Friday, Fabris (pronounced Fah-BREEZE) is Roberto Baggio on ice. Competing in a sport his nation cares nothing about, Fabris is experiencing the celebrity of a soccer icon.
He is getting so big, Italian journalists bemoan Fabris sharing his time with foreign media. "Does he forget us now that he is popular?" a man from Italy's largest newspaper, Gazzetta dello Sport, said in Italian.
Enrico Fabris either feigned not hearing him or he wanted the man and his compatriots to wait -- the way they made him wait.
"I used to call Gazzetta dello Sport from Hamar, Norway," Fabris said Friday after his last competition of the Turin Olympics, the 10,000 meters, in which he finished eighth.
As Fabris told it, a clerk would pick up the phone and say "Sports," and the greatest long-track skater in Italy's inglorious speedskating history would respond like any kid calling in a softball score to the local paper.
Except he wasn't calling from across town.
He was calling from the European championships.
"Hello, this is Enrico Fabris. I am European champion. Can you put this in the paper?"
"No one know anything about me before Olympics," Fabris said. "Now I will enjoy my moment and take it all through my life with me."
This is a story about a young athlete who two weeks ago was pulling in 1,208 Euros a month, a paltry wage provided by the Italian government that forced Fabris to live at home with his parents and two brothers in the small northeastern town of Roana. But then Fabris came to Turin. He came to Turin like Maximus came to Rome.
His life changed the moment he led the Italian team to a surprising gold medal in the team pursuit. Fabris left two bickering Americans, Shani Davis and Chad Hedrick, behind in the 1,500 meters on Tuesday, and won his second gold medal. He won bronze in the 5,000 meters. Now it's all Fabris, all the time.
At the medals ceremony this week, the crowd serenaded Fabris, paying more attention to their new gold medalist than the musical act that evening, Ricky Martin. "It was very loud," Fabris said. "I was almost embarrassed."
Now, Fabris is dueling Italian skiing star Giorgio Rocca for the most famous face of the Games' host country. If Rocca does not medal in the slalom Saturday, Fabris's popularity is sure to spike some more.

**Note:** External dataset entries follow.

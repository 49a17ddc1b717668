//! Integration tests for the scene controller.

use std::any::Any;
use std::cell::{Cell, RefCell};
use std::rc::Rc;

use glam::Vec3;

use stage_core::{Error, Result, SceneConfig};
use stage_platform::{PointerEvent, PointerEventKind, Viewport};
use stage_renderer::{RenderSurface, SceneController, SurfaceKind, SurfaceLayout};
use stage_scene::{Camera, Geometry, Material, Mesh, Node, NodeId, Scene};

fn controller(width: u32, height: u32) -> SceneController {
    SceneController::initialize(Viewport::new(width, height).unwrap(), &SceneConfig::default())
        .expect("controller should initialize")
}

fn cube_at(position: Vec3) -> Node {
    Node::mesh(Mesh::new(Geometry::cuboid(2.0, 2.0, 2.0), Material::default())).at(position)
}

/// Pixel coordinates of a world point on the controller's viewport.
fn pixel_of(controller: &SceneController, point: Vec3) -> (f32, f32) {
    let ndc = controller.camera().project(point).expect("point in front of camera");
    let viewport = controller.viewport();
    (
        (ndc.x + 1.0) * 0.5 * viewport.width() as f32,
        (1.0 - ndc.y) * 0.5 * viewport.height() as f32,
    )
}

fn counter() -> (Rc<Cell<u32>>, impl FnOnce() + 'static) {
    let count = Rc::new(Cell::new(0));
    let sink = Rc::clone(&count);
    (count, move || sink.set(sink.get() + 1))
}

#[test]
fn test_surfaces_match_viewport_after_init() {
    let controller = controller(800, 600);
    assert_eq!(controller.surfaces().len(), 3);
    for surface in controller.surfaces().iter() {
        assert_eq!(surface.size(), (800, 600));
        assert!(surface.layout().absolute);
    }
}

#[test]
fn test_resize_updates_camera_and_surfaces() {
    let mut controller = controller(800, 600);

    for _ in 0..2 {
        controller.resize(1024, 512).unwrap();
        assert!((controller.camera().aspect() - 2.0).abs() < 1e-6);
        assert!(controller.surfaces().iter().all(|s| s.size() == (1024, 512)));
    }

    assert!(matches!(controller.resize(1024, 0), Err(Error::Viewport(_))));
    assert!(controller.surfaces().iter().all(|s| s.size() == (1024, 512)));
}

#[test]
fn test_ramp_level_one() {
    let mut controller = controller(800, 600);
    let values = Rc::new(RefCell::new(Vec::new()));
    let sink = Rc::clone(&values);
    let (done, on_complete) = counter();

    let handle = controller
        .animate_ramp(1.0, move |v| sink.borrow_mut().push(v), on_complete)
        .unwrap();
    assert_eq!(*values.borrow(), vec![0.0]);

    for _ in 0..100 {
        controller.frame().unwrap();
    }
    let expected: Vec<f64> = (0..=100).map(|k| k as f64 / 100.0).collect();
    assert_eq!(*values.borrow(), expected);
    assert_eq!(done.get(), 0);

    controller.frame().unwrap();
    assert_eq!(done.get(), 1);
    assert!(handle.is_finished());

    for _ in 0..5 {
        controller.frame().unwrap();
    }
    assert_eq!(done.get(), 1);
    assert_eq!(values.borrow().len(), 101);
    assert!(values.borrow().iter().all(|&v| v <= 1.0));
}

#[test]
fn test_ramp_level_hundred_reaches_one_in_a_single_step() {
    let mut controller = controller(800, 600);
    let values = Rc::new(RefCell::new(Vec::new()));
    let sink = Rc::clone(&values);
    let (done, on_complete) = counter();

    let handle = controller
        .animate_ramp(100.0, move |v| sink.borrow_mut().push(v), on_complete)
        .unwrap();

    controller.frame().unwrap();
    assert_eq!(*values.borrow(), vec![0.0, 1.0]);
    assert_eq!(done.get(), 0);

    controller.frame().unwrap();
    assert_eq!(done.get(), 1);
    assert!(handle.is_finished());

    for _ in 0..3 {
        controller.frame().unwrap();
    }
    assert_eq!(*values.borrow(), vec![0.0, 1.0]);
    assert_eq!(done.get(), 1);
}

#[test]
fn test_ramp_level_zero_runs_until_cancelled() {
    let mut controller = controller(800, 600);
    let calls = Rc::new(Cell::new(0u32));
    let sink = Rc::clone(&calls);
    let (done, on_complete) = counter();

    let handle = controller
        .animate_ramp(
            0.0,
            move |v| {
                assert_eq!(v, 0.0);
                sink.set(sink.get() + 1);
            },
            on_complete,
        )
        .unwrap();

    for _ in 0..50 {
        controller.frame().unwrap();
    }
    assert_eq!(calls.get(), 51);
    assert!(handle.is_active());

    handle.cancel();
    let report = controller.frame().unwrap();
    assert_eq!(report.tasks.cancelled, 1);
    assert_eq!(calls.get(), 51);
    assert_eq!(done.get(), 0);
    assert_eq!(controller.pending_tasks(), 0);
}

#[test]
fn test_ramp_rejects_non_finite_level() {
    let mut controller = controller(800, 600);
    let result = controller.animate_ramp(f64::INFINITY, |_| {}, || {});
    assert!(matches!(result, Err(Error::InvalidInput(_))));
    assert_eq!(controller.pending_tasks(), 0);
}

#[test]
fn test_ease_ascending_completes_after_ten_frames() {
    let mut controller = controller(800, 600);
    let (done, on_complete) = counter();
    controller
        .ease_camera_to(1.0, Vec3::new(10.0, 0.0, 0.0), on_complete)
        .unwrap();
    assert_eq!(controller.camera().position, Vec3::new(1.0, 0.0, 0.0));

    for _ in 0..9 {
        controller.frame().unwrap();
    }
    assert_eq!(done.get(), 0);
    assert_eq!(controller.camera().position, Vec3::new(10.0, 0.0, 0.0));

    controller.frame().unwrap();
    assert_eq!(done.get(), 1);

    controller.frame().unwrap();
    assert_eq!(done.get(), 1);
    assert_eq!(controller.camera().position, Vec3::new(10.0, 0.0, 0.0));
}

#[test]
fn test_ease_descending_completes_after_five_frames() {
    let mut controller = controller(800, 600);
    let (done, on_complete) = counter();
    controller
        .ease_camera_to(-1.0, Vec3::splat(-5.0), on_complete)
        .unwrap();

    for _ in 0..4 {
        controller.frame().unwrap();
    }
    assert_eq!(done.get(), 0);
    controller.frame().unwrap();
    assert_eq!(done.get(), 1);
    assert_eq!(controller.camera().position, Vec3::splat(-5.0));
}

#[test]
fn test_cancelled_ease_never_completes() {
    let mut controller = controller(800, 600);
    let (done, on_complete) = counter();
    let handle = controller
        .ease_camera_to(1.0, Vec3::new(100.0, 0.0, 0.0), on_complete)
        .unwrap();
    controller.frame().unwrap();
    handle.cancel();
    for _ in 0..200 {
        controller.frame().unwrap();
    }
    assert_eq!(done.get(), 0);
    assert_eq!(controller.camera().position.x, 2.0);
}

fn clickable_group(controller: &mut SceneController) -> (NodeId, NodeId, NodeId) {
    let scene = controller.scene_mut();
    let group = scene.add(Node::group().named("targets")).unwrap();
    let left = scene.add_child(group, cube_at(Vec3::new(-3.0, 0.0, -20.0))).unwrap();
    let right = scene.add_child(group, cube_at(Vec3::new(3.0, 0.0, -20.0))).unwrap();
    (group, left, right)
}

#[test]
fn test_click_on_group() {
    let mut controller = controller(800, 600);
    let (group, _, _) = clickable_group(&mut controller);

    let hits = Rc::new(RefCell::new(Vec::new()));
    let sink = Rc::clone(&hits);
    controller
        .add_event_listener(group, PointerEventKind::Click, move |target| {
            sink.borrow_mut().push(target)
        })
        .unwrap();

    // Between the two cubes
    let mut miss = PointerEvent::new(PointerEventKind::Click, 400.0, 300.0);
    assert_eq!(controller.handle_pointer_event(&mut miss).unwrap(), 0);
    assert!(miss.default_prevented());
    assert!(hits.borrow().is_empty());

    let (x, y) = pixel_of(&controller, Vec3::new(3.3, -0.2, -19.0));
    let mut hit = PointerEvent::new(PointerEventKind::Click, x, y);
    assert_eq!(controller.handle_pointer_event(&mut hit).unwrap(), 1);
    assert_eq!(*hits.borrow(), vec![group]);

    let mut down = PointerEvent::new(PointerEventKind::Down, x, y);
    assert_eq!(controller.handle_pointer_event(&mut down).unwrap(), 0);
    assert!(!down.default_prevented());
    assert_eq!(hits.borrow().len(), 1);
}

#[test]
fn test_click_on_mesh_tests_only_that_mesh() {
    let mut controller = controller(800, 600);
    let (_, left, right) = clickable_group(&mut controller);

    let fired = Rc::new(Cell::new(0u32));
    let sink = Rc::clone(&fired);
    controller
        .add_event_listener(left, PointerEventKind::Click, move |target| {
            assert_eq!(target, left);
            sink.set(sink.get() + 1);
        })
        .unwrap();

    let (x, y) = pixel_of(&controller, Vec3::new(3.3, -0.2, -19.0));
    let mut on_right = PointerEvent::new(PointerEventKind::Click, x, y);
    controller.handle_pointer_event(&mut on_right).unwrap();
    assert_eq!(fired.get(), 0);

    let (x, y) = pixel_of(&controller, Vec3::new(-3.3, -0.2, -19.0));
    let mut on_left = PointerEvent::new(PointerEventKind::Click, x, y);
    controller.handle_pointer_event(&mut on_left).unwrap();
    assert_eq!(fired.get(), 1);

    // Hidden meshes still take clicks
    controller.scene_mut().get_mut(right).unwrap().visible = false;
    controller.scene_mut().get_mut(left).unwrap().visible = false;
    controller.handle_pointer_event(&mut on_left).unwrap();
    assert_eq!(fired.get(), 2);
}

#[test]
fn test_click_from_inside_mesh_needs_double_sided() {
    let mut controller = controller(800, 600);
    let room = Geometry::cuboid(10.0, 10.0, 10.0);
    let scene = controller.scene_mut();
    let single = scene.add(Node::mesh(Mesh::new(room.clone(), Material::default()))).unwrap();
    let double = scene
        .add(Node::mesh(Mesh::new(room, Material::default().with_double_sided(true))))
        .unwrap();

    let fired = Rc::new(RefCell::new(Vec::new()));
    for target in [single, double] {
        let sink = Rc::clone(&fired);
        controller
            .add_event_listener(target, PointerEventKind::Click, move |hit| sink.borrow_mut().push(hit))
            .unwrap();
    }

    // Camera sits at the origin, inside both boxes
    let mut click = PointerEvent::new(PointerEventKind::Click, 410.0, 290.0);
    assert_eq!(controller.handle_pointer_event(&mut click).unwrap(), 1);
    assert_eq!(*fired.borrow(), vec![double]);
}

#[test]
fn test_removed_listener_not_called() {
    let mut controller = controller(800, 600);
    let (group, _, _) = clickable_group(&mut controller);
    let fired = Rc::new(Cell::new(0u32));
    let sink = Rc::clone(&fired);
    let id = controller
        .add_event_listener(group, PointerEventKind::Click, move |_| sink.set(sink.get() + 1))
        .unwrap();
    controller.remove_event_listener(id);

    let (x, y) = pixel_of(&controller, Vec3::new(3.3, -0.2, -19.0));
    let mut event = PointerEvent::new(PointerEventKind::Click, x, y);
    assert_eq!(controller.handle_pointer_event(&mut event).unwrap(), 0);
    assert_eq!(fired.get(), 0);
}

/// Surface that records when it renders into a shared log.
struct RecordingSurface {
    kind: SurfaceKind,
    size: (u32, u32),
    layout: SurfaceLayout,
    log: Rc<RefCell<Vec<SurfaceKind>>>,
}

impl RenderSurface for RecordingSurface {
    fn kind(&self) -> SurfaceKind {
        self.kind
    }

    fn size(&self) -> (u32, u32) {
        self.size
    }

    fn set_size(&mut self, width: u32, height: u32) {
        self.size = (width, height);
    }

    fn layout(&self) -> SurfaceLayout {
        self.layout
    }

    fn set_layout(&mut self, layout: SurfaceLayout) {
        self.layout = layout;
    }

    fn render(&mut self, _scene: &Scene, _camera: &Camera) -> Result<()> {
        self.log.borrow_mut().push(self.kind);
        Ok(())
    }

    fn as_any(&self) -> &dyn Any {
        self
    }
}

#[test]
fn test_frames_render_surfaces_in_order() {
    let log = Rc::new(RefCell::new(Vec::new()));
    let kinds = [SurfaceKind::Raster, SurfaceKind::Overlay2d, SurfaceKind::Overlay3d];
    let surfaces: Vec<Box<dyn RenderSurface>> = kinds
        .iter()
        .map(|&kind| {
            Box::new(RecordingSurface {
                kind,
                size: (0, 0),
                layout: SurfaceLayout::default(),
                log: Rc::clone(&log),
            }) as Box<dyn RenderSurface>
        })
        .collect();

    let mut controller =
        SceneController::with_surfaces(Viewport::new(320, 200).unwrap(), &SceneConfig::default(), surfaces)
            .unwrap();
    assert!(controller.surfaces().iter().all(|s| s.size() == (320, 200)));

    const FRAMES: usize = 4;
    for i in 0..FRAMES {
        let report = controller.frame().unwrap();
        assert_eq!(report.frame, i as u64 + 1);
        assert_eq!(report.surfaces, kinds.to_vec());
    }

    let expected: Vec<SurfaceKind> = kinds.iter().copied().cycle().take(FRAMES * 3).collect();
    assert_eq!(*log.borrow(), expected);
}

#[test]
fn test_raster_surface_sees_scene_meshes() {
    let mut controller = controller(800, 600);
    clickable_group(&mut controller);
    controller.frame().unwrap();

    let raster = controller
        .surfaces()
        .find::<stage_renderer::RasterSurface>()
        .expect("raster surface attached");
    assert_eq!(raster.last_packet().draws.len(), 2);
    assert_eq!(raster.last_packet().samples, 4);
}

"Maybe the love the people demonstrated to me in the last days is because I understand them," Fabris said. "In some way they love me now because they say I'm a simple person, which is important for me. I still can't believe it. The front of the national paper, parties for me and my medals. It is amazing for speedskating that boys are talking about taking this up in my country."
There are few ice rinks in Italy. Roughly 300 Italians are signed up with speedskating clubs. In the Netherlands, the sport's hotbed, 170,000 reportedly belong to speedskating organizations. "The reason why Fabris is such big surprise is because, in our country, speedskating is nothing," said Pietro Dalmasso, the deputy press manager at the Lingotto Oval, where the speedskating events are held.
If Fabris's tale also is about a kid who took up one of Italy's least-popular sports at 6 years old -- and how he grew up to bring his country its first speedskating medals -- it also is about how he became perhaps its most eligible and available 24-year-old. "I don't know, everybody just start paying attention to me," he said.
Girls have accosted him, slipping him numbers, making it clear they are available. "To stay famous in Italy, you must begin dating a famous girlfriend, you know this, right?" Fabris is told by a foreigner familiar with Italian culture. He nods his head, smiling.
Someone mentioned Monica Bellucci, the Italian film star. A sheepish Fabris played along. "I am waiting for her," he said. "No, no. I will keep my feet on the ground."
His hardware will bring him more than 300,000 Euros from the Italian government, which, Fabris said, means he can stop sponging off his parents. "I plan to buy a house in the spring," he said.
How long will Fabris's fame last? "Eh, maybe six months," Dalmasso predicted. "And then the next time? For the next Olympics.
"It is like soccer in your country. You care about it for World Cup and then you go back to baseball."
But no more will Enrico Fabris have to telephone the biggest paper in his country to tell them he is a European champion. No more will he have to get by on a pittance and live at home, be lacking for female companionship or wonder when his time will come.
After the handsome young Italian signed an autograph for a new fan on Friday evening, the man shook his head.
" Prima che sia nessuno ," the man said, talking about Fabris. " Ora sono qualcuno ."
"Before I am no one. Now I am somebody."